Running on hadoop, using /home/hadoop/hadoop-2.7.1/bin/hadoop and HADOOP_CONF_DIR=/home/hadoop/hadoop-2.7.1/etc/hadoop
MAHOUT-JOB: /home/hadoop/mahout-0.11.0/mahout-examples-0.11.0-job.jar
。。。。。。
File Input Format Counters
Bytes Read=42435633
File Output Format Counters
Bytes Written=293110942
16/02/02 11:34:26 INFO MahoutDriver: Program took 2043686 ms (Minutes: 34.06143333333333)
最後執行的時間為34分鐘,呵呵,我是3個虛擬機器節點上執行的,user-item資料為600萬,100萬用戶ID,1000物品ID,檔案大小約為75M。
執行之後生成的結果檔案類似這樣:
[[email protected] ~]$ hadoop fs -tail /user/hadoop/recommend/result/part-r-00000
[944:3.5948825,665:3.503863,865:3.503816,489:3.5037806,645:3.503364,650:3.5012658,852:3.5012386,726:3.5012195,492:3.5012083,587:3.501197,800:3.5011563,153:3.5011272,526:3.5003066,863:3.4079022,884:3.4075432,465:3.3355443,100:3.3355238,89:3.2901146,655:3.1999612,530:3.1868088,938:3.1864436,26:3.1838968,631:3.170042,179:3.1388438,227:3.0067925]
999998 [935:2.0,242:2.0,686:2.0,606:2.0,931:2.0,620:2.0,135:2.0,253:2.0,285:2.0,612:2.0,397:2.0,260:2.0,243:2.0,179:2.0,328:2.0,569:1.7594754,67:1.7054411,852:1.6788439,563:1.6779507,570:1.6773306,792:1.6763401,594:1.6762494,87:1.6685698,800:1.6669749,158:1.6668898]

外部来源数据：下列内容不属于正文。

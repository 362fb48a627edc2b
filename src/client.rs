use crate::breaker::BreakerRegistry;
use crate::error::SyncError;
use crate::retry::{PolicySet, RetryExecutor};
use crate::service::{ServiceCall, ServiceRequest};
use serde_json::Value;
use std::sync::Arc;
use tracing::debug;

/// A [`ServiceCall`] wrapped in a per-group breaker and a named retry policy.
///
/// Every network-bound request of the client goes through here.
#[derive(Clone)]
pub struct ResilientClient {
    service: Arc<dyn ServiceCall>,
    breakers: Arc<BreakerRegistry>,
    policies: Arc<PolicySet>,
    executor: RetryExecutor,
}

impl ResilientClient {
    pub fn new(
        service: Arc<dyn ServiceCall>,
        breakers: Arc<BreakerRegistry>,
        policies: Arc<PolicySet>,
        executor: RetryExecutor,
    ) -> Self {
        Self {
            service,
            breakers,
            policies,
            executor,
        }
    }

    pub fn breakers(&self) -> &Arc<BreakerRegistry> {
        &self.breakers
    }

    pub fn policies(&self) -> &Arc<PolicySet> {
        &self.policies
    }

    /// Invoke `request` against service `group` under policy `policy_name`.
    pub async fn call(
        &self,
        group: &str,
        policy_name: &str,
        request: &ServiceRequest,
    ) -> Result<Value, SyncError> {
        let breaker = self.breakers.get(group);
        let policy = self.policies.get_or_default(policy_name);

        debug!(
            group = group,
            policy = %policy.name,
            operation = %request.operation,
            "Calling service"
        );

        self.executor
            .run_guarded(policy, &breaker, |_| self.service.invoke(request))
            .await
    }
}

999999 [519:4.0,422:4.0,297:4.0,586:4.0,193:4.0,15:4.0,650:4.0,179:4.0,431:4.0,576:4.0,312:3.1151164,236:2.9857903,811:2.9856594,489:2.9852173,367:2.9850829,820:2.7635565,944:2.7610388,648:2.7313619,423:2.4961493,425:2.495597,716:2.4862907,50:2.4861178,901:2.4855912,362:2.4855912,983:2.4853737]
檔案的格式是這樣的:
UserID [ItemID1:score1,ItemID2:score2......] 這個userID是按順序的,score也是按照從高到低排序的。
成功執行完了,還沒有完事,我們可以去看看mapreduce執行的過程。
還是有不少的mapreduce過程,有時間在具體分析下里面的過程。